Amanda Vincent is a Canadian marine biologist and conservationist, one of the world's leading experts on seahorses and their relatives. She currently holds the chair of the IUCN SSC Seahorse, Pipefish and Seadragon Specialist Group and is the marine representative on the IUCN's International Red List Committee as well as being the chair of its Marine Conservation Committee. She previously held the Canada Research Chair in Marine Conservation at the UBC Institute for the Oceans and Fisheries at the University of British Columbia (UBC), Canada from 2002 to 2012. Vincent co-founded and directs Project Seahorse, an interdisciplinary and international organization committed to conservation and sustainable use of the world's coastal marine ecosystems. In 2020 she became the first marine conservationist to win the world's leading prize for animal conservation, the Indianapolis Prize.

== Education and career ==

Vincent received a B.Sc. (Hons.) from the University of Western Ontario in Canada, and a Ph.D. from the University of Cambridge, England. She was a visiting fellow in Sweden and Germany (1990–1991) and a senior research fellow at the University of Oxford, England (1991–1996). She was a faculty member at McGill University from 1996 to 2002. She held the Canada Research Chair in Marine Conservation at the Fisheries Centre at the University of British Columbia, Canada (2002-2012). She is currently full professor at the Institute for the Oceans and Fisheries, UBC.

== Project Seahorse ==

In 1996, Vincent co-founded Project Seahorse, a marine conservation organization based at UBC, Canada, and Zoological Society of London, UK. Project Seahorse generates cutting-edge research and uses it for highly effective conservation interventions in fisheries, protected areas, trade and policy. Project Seahorse collaborates with researchers, governments, conservation groups, industry, and local communities worldwide to ensure the conservation and sustainable use of the world's coastal marine ecosystems. Vincent remains the director of Project Seahorse as of January, 2024.

== Research ==

Vincent has contributed many scientific papers, technical reports, popular articles, and policy briefings in her field.
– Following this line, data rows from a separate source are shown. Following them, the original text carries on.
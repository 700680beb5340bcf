//! Pipeline behavior: event ordering, comment handling, virtual doclets,
//! and listener cancellation.

mod common;

use common::*;
use doclet_js::dictionary::TagDictionary;
use doclet_js::doclet::Doclet;
use doclet_js::doclet::Kind;
use doclet_js::event::Cancel;
use doclet_js::event::CommentEvent;
use doclet_js::event::Flow;
use doclet_js::event::ParseListener;
use doclet_js::event::SymbolEvent;
use doclet_js::name::Scope;
use doclet_js::parser::Parser;
use doclet_js::parser::SourceFile;
use doclet_js::store::DocletStore;
use serde_json::json;
use std::cell::RefCell;
use std::rc::Rc;

#[derive(Default)]
struct Recorder {
  events: Rc<RefCell<Vec<String>>>,
}

impl ParseListener for Recorder {
  fn parse_begin(&mut self, _files: &[String]) {
    self.events.borrow_mut().push("parseBegin".into());
  }
  fn file_begin(&mut self, _filename: &str, _cancel: &mut Cancel) {
    self.events.borrow_mut().push("fileBegin".into());
  }
  fn before_parse(&mut self, _filename: &str) {
    self.events.borrow_mut().push("beforeParse".into());
  }
  fn jsdoc_comment_found(&mut self, _event: &mut CommentEvent) {
    self.events.borrow_mut().push("jsdocCommentFound".into());
  }
  fn symbol_found(&mut self, _event: &mut SymbolEvent, _cancel: &mut Cancel) {
    self.events.borrow_mut().push("symbolFound".into());
  }
  fn new_doclet(&mut self, _doclet: &mut Doclet, _cancel: &mut Cancel) {
    self.events.borrow_mut().push("newDoclet".into());
  }
  fn file_complete(&mut self, _filename: &str) {
    self.events.borrow_mut().push("fileComplete".into());
  }
  fn parse_complete(&mut self, _files: &[String], _count: usize) {
    self.events.borrow_mut().push("parseComplete".into());
  }
  fn processing_complete(&mut self, _store: &DocletStore) {
    self.events.borrow_mut().push("processingComplete".into());
  }
}

fn simple_file() -> SourceFile {
  let ast = estree_js::from_json(&program(vec![doc(
    "* Greets. ",
    func_decl("greet", vec![], vec![]),
  )]))
  .unwrap();
  SourceFile { filename: "greet.js".into(), ast }
}

#[test]
fn events_fire_in_the_documented_order() {
  let events = Rc::new(RefCell::new(Vec::new()));
  let mut parser = Parser::new(TagDictionary::jsdoc());
  parser.add_listener(Box::new(Recorder { events: events.clone() }));

  parser.parse(vec![simple_file()]);
  parser.post_process();

  let recorded = events.borrow();
  let positions: Vec<usize> = [
    "parseBegin",
    "fileBegin",
    "beforeParse",
    "jsdocCommentFound",
    "symbolFound",
    "newDoclet",
    "fileComplete",
    "parseComplete",
    "processingComplete",
  ]
  .iter()
  .map(|name| {
    recorded
      .iter()
      .position(|e| e == name)
      .unwrap_or_else(|| panic!("event {} never fired", name))
  })
  .collect();
  let mut sorted = positions.clone();
  sorted.sort_unstable();
  assert_eq!(positions, sorted, "events out of order: {:?}", recorded);
}

struct FileSkipper;

impl ParseListener for FileSkipper {
  fn file_begin(&mut self, _filename: &str, cancel: &mut Cancel) {
    cancel.cancel();
  }
}

#[test]
fn cancelling_file_begin_skips_the_file() {
  let mut parser = Parser::new(TagDictionary::jsdoc());
  parser.add_listener(Box::new(FileSkipper));
  parser.parse(vec![simple_file()]);
  assert!(parser.results().is_empty());
}

struct DocletSuppressor;

impl ParseListener for DocletSuppressor {
  fn new_doclet(&mut self, doclet: &mut Doclet, cancel: &mut Cancel) {
    if doclet.name.as_deref() == Some("greet") {
      cancel.cancel();
    }
  }
}

struct WalkStopper {
  visited: usize,
}

impl ParseListener for WalkStopper {
  fn visit_node(&mut self, _node: estree_js::ast::NodeId, _filename: &str) -> Flow {
    self.visited += 1;
    if self.visited > 1 {
      Flow::Stop
    } else {
      Flow::Continue
    }
  }
}

#[test]
fn a_listener_can_stop_the_walk_early() {
  let mut parser = Parser::new(TagDictionary::jsdoc());
  parser.add_listener(Box::new(WalkStopper { visited: 0 }));
  // Processing stops before the documented function is reached.
  let ast = estree_js::from_json(&program(vec![
    expr_stmt(literal(json!(1))),
    doc("* Greets. ", func_decl("greet", vec![], vec![])),
  ]))
  .unwrap();
  parser.parse(vec![SourceFile { filename: "stop.js".into(), ast }]);
  assert!(parser.results().by_longname("greet").is_empty());
}

#[test]
fn cancelling_new_doclet_keeps_it_out_of_the_store() {
  let mut parser = Parser::new(TagDictionary::jsdoc());
  parser.add_listener(Box::new(DocletSuppressor));
  parser.parse(vec![simple_file()]);
  assert!(parser.results().by_longname("greet").is_empty());
}

#[test]
fn virtual_comments_become_standalone_doclets() {
  // A comment with its own @name documents a symbol that is not in the
  // code at all.
  let store = parse_one(program(vec![doc(
    "* The app config.\n@name config\n@namespace ",
    empty_stmt(),
  )]));

  let ids = store.by_longname("config");
  assert_eq!(ids.len(), 1);
  let doclet = store.get(ids[0]);
  assert_eq!(doclet.kind, Some(Kind::Namespace));
  assert_eq!(doclet.scope, Some(Scope::Global));
  assert_eq!(doclet.description.as_deref(), Some("The app config."));
}

#[test]
fn also_produces_multiple_doclets_from_one_comment() {
  let store = parse_one(program(vec![doc(
    "* Fade in.\n@name fadein\n@function\n@variation 1\n@also\nFade in slowly.\n@name fadein\n@function\n@variation 2 ",
    empty_stmt(),
  )]));

  assert_eq!(store.by_longname("fadein(1)").len(), 1);
  assert_eq!(store.by_longname("fadein(2)").len(), 1);
}

#[test]
fn standalone_file_comment_is_separated_from_the_first_declaration() {
  // /** @file Utilities. */
  // /** Greets. */
  // function greet() {}
  let mut func = doc("* @file Utilities. ", func_decl("greet", vec![], vec![]));
  func = doc("* Greets. ", func);
  let store = parse_one(program(vec![func]));

  let file_doclets = store.find(|d| d.kind == Some(Kind::File));
  assert_eq!(file_doclets.len(), 1);
  assert_eq!(file_doclets[0].description.as_deref(), Some("Utilities."));

  let greet = store.by_longname("greet");
  assert_eq!(greet.len(), 1);
  assert_eq!(store.get(greet[0]).description.as_deref(), Some("Greets."));
}

#[test]
fn default_and_rest_params_backfill_the_doclet() {
  // /** @param {number} a - First. @param {number} b @param {...string} rest */
  // function go(a, b = 3, ...rest) {}
  let params = vec![
    json!({ "type": "Identifier", "name": "a" }),
    json!({
      "type": "AssignmentPattern",
      "left": { "type": "Identifier", "name": "b" },
      "right": { "type": "Literal", "value": 3, "raw": "3" }
    }),
    json!({
      "type": "RestElement",
      "argument": { "type": "Identifier", "name": "rest" }
    }),
  ];
  let store = parse_one(program(vec![doc(
    "* Goes.\n@param {number} a - First.\n@param {number} b\n@param {...string} rest ",
    func_decl("go", params, vec![]),
  )]));

  let ids = store.by_longname("go");
  assert_eq!(ids.len(), 1);
  let params = store.get(ids[0]).params.clone().unwrap();
  assert_eq!(params.len(), 3);
  assert_eq!(params[1].name.as_deref(), Some("b"));
  assert_eq!(params[1].defaultvalue, Some(json!(3.0)));
  assert_eq!(params[2].variable, Some(true));
}

#[test]
fn enum_members_collect_onto_the_enum_doclet() {
  // /** @enum {number} */
  // var Level = {
  //   /** Lowest. */
  //   LOW: 1,
  //   HIGH: 2
  // };
  let object = json!({
    "type": "ObjectExpression",
    "properties": [
      {
        "type": "Property",
        "kind": "init",
        "computed": false,
        "key": doc("* Lowest. ", ident("LOW")),
        "value": literal(json!(1))
      },
      {
        "type": "Property",
        "kind": "init",
        "computed": false,
        "key": ident("HIGH"),
        "value": literal(json!(2))
      }
    ]
  });
  let store = parse_one(program(vec![doc(
    "* @enum {number} ",
    var_decl("var", "Level", Some(object)),
  )]));

  let ids = store.by_longname("Level");
  assert_eq!(ids.len(), 1);
  let level = store.get(ids[0]);
  assert_eq!(level.is_enum, Some(true));
  let properties = level.properties.clone().unwrap();
  assert_eq!(properties.len(), 2);
  assert_eq!(properties[0].name.as_deref(), Some("LOW"));
  // Members inherit the enum's type.
  assert_eq!(
    properties[0].type_.as_ref().map(|t| t.names.clone()),
    Some(vec!["number".to_owned()])
  );
}
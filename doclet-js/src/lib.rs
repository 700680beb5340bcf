//! Doc-comment extraction and symbol longname resolution for JavaScript
//! ASTs.
//!
//! The engine pairs doc comments with the syntax-tree nodes they document
//! and computes each symbol's canonical longname: its fully qualified
//! identity, including enclosing scope, container kind, and namespace. It
//! consumes ESTree-shaped trees built by [`estree_js`] and produces a
//! [`store::DocletStore`] of JSON-serializable doclets.
//!
//! ```
//! use doclet_js::dictionary::TagDictionary;
//! use doclet_js::parser::{Parser, SourceFile};
//! use serde_json::json;
//!
//! let ast = estree_js::from_json(&json!({
//!   "type": "Program",
//!   "body": [{
//!     "type": "FunctionDeclaration",
//!     "id": { "type": "Identifier", "name": "greet" },
//!     "params": [],
//!     "body": { "type": "BlockStatement", "body": [] },
//!     "leadingComments": [{ "type": "CommentBlock", "value": "* Says hello. " }]
//!   }]
//! }))
//! .unwrap();
//!
//! let mut parser = Parser::new(TagDictionary::jsdoc());
//! parser.parse(vec![SourceFile { filename: "greet.js".into(), ast }]);
//! parser.post_process();
//! let (store, _diagnostics) = parser.finish();
//! let greet = &store.by_longname("greet")[0];
//! assert_eq!(store.get(*greet).description.as_deref(), Some("Says hello."));
//! ```

pub mod augment;
pub mod borrow;
pub mod dictionary;
pub mod doclet;
pub mod error;
pub mod event;
mod handlers;
pub mod name;
pub mod parser;
mod resolve;
pub mod store;
pub mod tag;
pub mod visit;
pub mod walk;

pub use parser::Parser;
pub use parser::SourceFile;
pub use store::DocletStore;

use dictionary::TagDictionary;
use error::DocletError;

/// The result of a full parse-and-resolve run.
pub struct ParseOutput {
  pub store: DocletStore,
  pub diagnostics: Vec<DocletError>,
}

/// Parses the given files in order, then runs the augment and borrow
/// post-processors.
pub fn parse_files(dict: TagDictionary, files: Vec<SourceFile>) -> ParseOutput {
  let mut parser = Parser::new(dict);
  parser.parse(files);
  parser.post_process();
  let (store, diagnostics) = parser.finish();
  ParseOutput { store, diagnostics }
}
/// The parse driver. Owns the tag dictionary, the doclet store being built,
/// and the caches scope resolution reads.
pub struct Parser {
  pub(crate) dict: TagDictionary,
  pub(crate) store: DocletStore,
  /// Doclets by the id of their value node; most recent wins. Node ids are
  /// per-file, so this resets at each file boundary.
  pub(crate) by_node_id: AHashMap<NodeId, Vec<DocletId>>,
  /// Doclets by longname, including cache-only entries; most recent wins.
  /// Persists across files so later files can resolve earlier globals.
  pub(crate) by_longname: AHashMap<String, Vec<DocletId>>,
  pub(crate) global_id: DocletId,
  pub(crate) current_module: Option<ModuleInfo>,
  pub(crate) inferred_modules: Vec<ModuleInfo>,
  listeners: Vec<Box<dyn ParseListener>>,
  pub(crate) diagnostics: Vec<DocletError>,
  seen_comments: AHashSet<(usize, usize, String)>,
}
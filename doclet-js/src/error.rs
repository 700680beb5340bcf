use core::fmt;
use core::fmt::Debug;
use core::fmt::Formatter;
use std::error::Error;
use std::fmt::Display;

/// A stable classification of problems found while building doclets.
///
/// Diagnostic codes (prefix `DC`) are assigned per variant and are stable:
/// - `DC0001`: [`DocletErrorType::TagMissingValue`]
/// - `DC0002`: [`DocletErrorType::ConflictingName`]
/// - `DC0003`: [`DocletErrorType::ConflictingMemberof`]
/// - `DC0004`: [`DocletErrorType::UnknownScopeName`]
/// - `DC0005`: [`DocletErrorType::CyclicAugments`]
/// - `DC0006`: [`DocletErrorType::TagForbidsValue`]
#[derive(Clone, Eq, PartialEq, Debug)]
pub enum DocletErrorType {
  /// A tag whose definition requires a value appeared with none.
  TagMissingValue(String),
  /// Two different `@name` values appeared in one comment.
  ConflictingName { first: String, second: String },
  /// Two different `@memberof` values appeared in one comment.
  ConflictingMemberof { first: String, second: String },
  /// A scope name outside `global|inner|instance|static`.
  UnknownScopeName(String),
  /// The `@augments` graph contains a cycle; members are the cycle longnames.
  CyclicAugments(Vec<String>),
  /// A tag whose definition forbids a value appeared with one.
  TagForbidsValue(String),
}

impl DocletErrorType {
  /// Stable diagnostic code for this error variant.
  pub fn code(&self) -> &'static str {
    match self {
      DocletErrorType::TagMissingValue(_) => "DC0001",
      DocletErrorType::ConflictingName { .. } => "DC0002",
      DocletErrorType::ConflictingMemberof { .. } => "DC0003",
      DocletErrorType::UnknownScopeName(_) => "DC0004",
      DocletErrorType::CyclicAugments(_) => "DC0005",
      DocletErrorType::TagForbidsValue(_) => "DC0006",
    }
  }

  pub fn message(&self) -> String {
    match self {
      DocletErrorType::TagMissingValue(title) => {
        format!("tag @{} requires a value, but none was given", title)
      }
      DocletErrorType::ConflictingName { first, second } => format!(
        "conflicting names in one comment: \"{}\" and \"{}\"",
        first, second
      ),
      DocletErrorType::ConflictingMemberof { first, second } => format!(
        "conflicting memberof values in one comment: \"{}\" and \"{}\"",
        first, second
      ),
      DocletErrorType::UnknownScopeName(scope) => format!(
        "the scope name \"{}\" is not recognized; use global, inner, instance, or static",
        scope
      ),
      DocletErrorType::CyclicAugments(members) => format!(
        "cyclic augments relationship between: {}",
        members.join(" -> ")
      ),
      DocletErrorType::TagForbidsValue(title) => {
        format!("tag @{} does not take a value", title)
      }
    }
  }
}

/// An error with enough source context to point the user at the offending
/// doc comment.
#[derive(Clone, PartialEq, Eq)]
pub struct DocletError {
  pub typ: DocletErrorType,
  pub filename: Option<String>,
  pub lineno: Option<u32>,
  /// The raw comment text the error was found in, flattened to one line.
  pub comment: Option<String>,
}

impl DocletError {
  pub fn new(typ: DocletErrorType) -> DocletError {
    DocletError {
      typ,
      filename: None,
      lineno: None,
      comment: None,
    }
  }

  pub fn with_context(
    mut self,
    filename: Option<&str>,
    lineno: Option<u32>,
    comment: Option<&str>,
  ) -> DocletError {
    self.filename = filename.map(str::to_owned);
    self.lineno = lineno;
    self.comment = comment.map(|c| c.replace(['\r', '\n'], " "));
    self
  }
}

impl Debug for DocletError {
  fn fmt(&self, f: &mut Formatter<'_>) -> fmt::Result {
    write!(f, "{}", self)
  }
}

impl Display for DocletError {
  fn fmt(&self, f: &mut Formatter<'_>) -> fmt::Result {
    write!(f, "[{}] {}", self.typ.code(), self.typ.message())?;
    if let Some(filename) = &self.filename {
      write!(f, " ({}", filename)?;
      if let Some(lineno) = self.lineno {
        write!(f, ":{}", lineno)?;
      }
      write!(f, ")")?;
    }
    if let Some(comment) = &self.comment {
      write!(f, " in comment: {}", comment)?;
    }
    Ok(())
  }
}

impl Error for DocletError {}

pub type DocletResult<T> = Result<T, DocletError>;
She published the first monograph on the international trade in seahorses in 1996 and co-authored a book on seahorse identification in 1999. Her work has been featured in media sources globally, including television, and has brought her to over 60 countries.

Her primary research interests include:

- International trade assessments and conservation policy
  - Regulation of trawling and bycatch
  - Trade in marine life for non-food purposes (e.g. medicine, aquarium pets, and curios)
  - Marine protected areas and zoning, including strategies for conservation
- International fisheries management
  - Community-based coastal resource management, particularly in Southeast Asia
  - Small-scale fisheries management, with a particular attention to gender issues
- Seahorses, pipefishes, and pegasid fishes
- The evolution and reproductive ecology of fishes and other marine organisms

Vincent's early work was revolutionary in the field, as she was the first person to conduct underwater studies of seahorses, the first to document extensive seahorse trade, and the first to initiate a seahorse conservation project. Vincent has received many awards and commendations for her work, and has acted as a specialized consultant for marine management guidelines and policy issues in her field.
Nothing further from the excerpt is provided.